We all know that urbanization can have detrimental consequences on animals. Destroying habitats and replacing them with concrete jungles to suit our ever burgeoning population usually results in a loss of biodiversity as species fail to adapt to their new urban lifestyle. Now, it turns out that the situation is even more dire than we could have ever imagined- it’s making spiders bigger. *Shudder*
Urbanization significantly alters landscapes, impacting the local climate and dramatically changing natural animal habitats. Many species are unable to exploit these novel environments and consequently populations experience decline, but some seem to be able to thrive in them. One particular species that caught the eye of University of Sydney researcher Elizabeth Lowe was the golden orb-weaver spider (Nephila plumipes). While these spiders are common in the Asia Pacific region, Lowe started to notice that they were looking unusually plump. She therefore wondered whether this could be linked to urbanization and decided to investigate.
Lowe and colleagues collected a total of 222 female spiders from various study sites in Sydney, ranging from inner-city areas to continuous bush land. They wanted to see if urbanization affected the growth and reproduction of these spiders, so they measured the size, fat reserves and egg production of the specimens gathered.

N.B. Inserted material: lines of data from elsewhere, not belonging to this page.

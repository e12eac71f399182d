// ABOUTME: In-memory implementation of every storage collaborator trait
// ABOUTME: RwLock-guarded collections used by tests, benchmarks, and embedding applications
//
// SPDX-License-Identifier: MIT OR Apache-2.0
// Copyright (c) 2025 Async-IO.org

use std::collections::HashMap;
use std::sync::Arc;

use async_trait::async_trait;
use meal_planner_core::errors::{AppError, AppResult};
use meal_planner_core::models::{DateRange, GroceryItem, GroceryList, Ingredient, MealPlan, Recipe};
use tokio::sync::RwLock;
use tracing::debug;

use super::repositories::{
    GroceryListRepository, IngredientRepository, MealPlanRepository, RecipeRepository,
    StoredGroceryList,
};

#[derive(Debug, Default)]
struct StoreState {
    recipes: Vec<Recipe>,
    ingredients: Vec<Ingredient>,
    meal_plans: Vec<MealPlan>,
    grocery_lists: HashMap<String, StoredGroceryList>,
}

/// Process-local store implementing all four repository traits
///
/// Clones share the same underlying state. Collections keep insertion order.
#[derive(Debug, Clone, Default)]
pub struct InMemoryStore {
    state: Arc<RwLock<StoreState>>,
}

impl InMemoryStore {
    /// Empty store
    #[must_use]
    pub fn new() -> Self {
        Self::default()
    }

    /// Store pre-loaded with snapshots
    #[must_use]
    pub fn with_data(
        recipes: Vec<Recipe>,
        ingredients: Vec<Ingredient>,
        meal_plans: Vec<MealPlan>,
    ) -> Self {
        Self {
            state: Arc::new(RwLock::new(StoreState {
                recipes,
                ingredients,
                meal_plans,
                grocery_lists: HashMap::new(),
            })),
        }
    }
}

#[async_trait]
impl RecipeRepository for InMemoryStore {
    async fn get_all_recipes(&self) -> AppResult<Vec<Recipe>> {
        Ok(self.state.read().await.recipes.clone())
    }

    async fn get_recipe(&self, recipe_id: &str) -> AppResult<Option<Recipe>> {
        let state = self.state.read().await;
        Ok(state.recipes.iter().find(|r| r.id == recipe_id).cloned())
    }

    async fn add_recipe(&self, recipe: &Recipe) -> AppResult<()> {
        let mut state = self.state.write().await;
        if state.recipes.iter().any(|r| r.id == recipe.id) {
            return Err(AppError::already_exists(format!("Recipe '{}'", recipe.id)));
        }
        state.recipes.push(recipe.clone());
        debug!(recipe_id = %recipe.id, "Stored recipe");
        Ok(())
    }

    async fn update_recipe(&self, recipe: &Recipe) -> AppResult<()> {
        let mut state = self.state.write().await;
        let slot = state
            .recipes
            .iter_mut()
            .find(|r| r.id == recipe.id)
            .ok_or_else(|| AppError::not_found(format!("Recipe '{}'", recipe.id)))?;
        *slot = recipe.clone();
        Ok(())
    }

    async fn delete_recipe(&self, recipe_id: &str) -> AppResult<()> {
        let mut state = self.state.write().await;
        let before = state.recipes.len();
        state.recipes.retain(|r| r.id != recipe_id);
        if state.recipes.len() == before {
            return Err(AppError::not_found(format!("Recipe '{recipe_id}'")));
        }
        Ok(())
    }
}

#[async_trait]
impl IngredientRepository for InMemoryStore {
    async fn get_all_ingredients(&self) -> AppResult<Vec<Ingredient>> {
        Ok(self.state.read().await.ingredients.clone())
    }

    async fn add_ingredient(&self, ingredient: &Ingredient) -> AppResult<()> {
        let mut state = self.state.write().await;
        if state.ingredients.iter().any(|i| i.id == ingredient.id) {
            return Err(AppError::already_exists(format!(
                "Ingredient '{}'",
                ingredient.id
            )));
        }
        state.ingredients.push(ingredient.clone());
        Ok(())
    }
}

#[async_trait]
impl MealPlanRepository for InMemoryStore {
    async fn get_all_meal_plans_in_range(&self, range: &DateRange) -> AppResult<Vec<MealPlan>> {
        let state = self.state.read().await;
        Ok(state
            .meal_plans
            .iter()
            .filter(|p| range.contains(p.date))
            .cloned()
            .collect())
    }

    async fn add_meal_plan(&self, meal_plan: &MealPlan) -> AppResult<()> {
        let mut state = self.state.write().await;
        if state.meal_plans.iter().any(|p| p.id == meal_plan.id) {
            return Err(AppError::already_exists(format!(
                "Meal plan '{}'",
                meal_plan.id
            )));
        }
        state.meal_plans.push(meal_plan.clone());
        Ok(())
    }
}

#[async_trait]
impl GroceryListRepository for InMemoryStore {
    async fn persist_grocery_list(
        &self,
        list: &GroceryList,
        items: &[GroceryItem],
    ) -> AppResult<()> {
        let mut state = self.state.write().await;
        if state.grocery_lists.contains_key(&list.id) {
            return Err(AppError::already_exists(format!(
                "Grocery list '{}'",
                list.id
            )));
        }
        if let Some(stray) = items.iter().find(|item| item.list_id != list.id) {
            return Err(AppError::invalid_input(format!(
                "Grocery item '{}' belongs to list '{}', not '{}'",
                stray.id, stray.list_id, list.id
            )));
        }
        state.grocery_lists.insert(
            list.id.clone(),
            StoredGroceryList {
                list: list.clone(),
                items: items.to_vec(),
            },
        );
        debug!(list_id = %list.id, items = items.len(), "Stored grocery list");
        Ok(())
    }

    async fn get_grocery_list(&self, list_id: &str) -> AppResult<Option<StoredGroceryList>> {
        Ok(self.state.read().await.grocery_lists.get(list_id).cloned())
    }

    async fn set_item_checked(&self, list_id: &str, item_id: &str, checked: bool) -> AppResult<()> {
        let mut state = self.state.write().await;
        let stored = state
            .grocery_lists
            .get_mut(list_id)
            .ok_or_else(|| AppError::not_found(format!("Grocery list '{list_id}'")))?;
        let item = stored
            .items
            .iter_mut()
            .find(|i| i.id == item_id)
            .ok_or_else(|| AppError::not_found(format!("Grocery item '{item_id}'")))?;
        item.checked = checked;
        Ok(())
    }
}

They discovered that more built-up areas that were further from bush land tended to house larger spiders. Specimens removed from inner-city parks on average weighed 1.6 grams. That may not sound like much, but when compared to spiders taken from bush land areas that weighed just 0.5 grams on average, it’s easy to see that they are unusually chubby. Furthermore, spider ovaries were also significantly bigger in urban sample sites and in areas with more hard surfaces and less leaf litter.
The researchers propose that two factors are likely contributing these observed changes: increased temperature and prey availability. Urban areas are often significantly warmer than surrounding rural areas due to hard surfaces and lack of vegetation, which is called the urban heat island effect. It is known that temperature can significantly affect the growth and size of spiders, therefore it is likely that the higher temperatures experienced in more urban areas are encouraging spider growth. It is also possible that there is more prey available to the spiders in urban areas, which could also explain the increase in growth observed.
Interestingly, they also found that large spiders were associated with artificial light structures such as light posts. Bugs are attracted to artificial lighting, therefore it’s likely that the spiders are able to catch more prey in these lit up areas.
One final, slightly bizarre observation was that wealthier areas generally had larger spiders. The researchers are uncertain as to why this might be, but they propose that wealthier areas might have more hard surfaces and thus are warmer.
While the researchers only looked at the Sydney area, they believe it’s probably happening all over the world. I’m sure the thought of even bigger spiders is sending shivers down the spines of many readers right now, but we have to remember that while they might look disgusting, spiders do lots of good - they eat lots of nasty bugs like mosquitoes. Perhaps we should be embracing these larger spiders?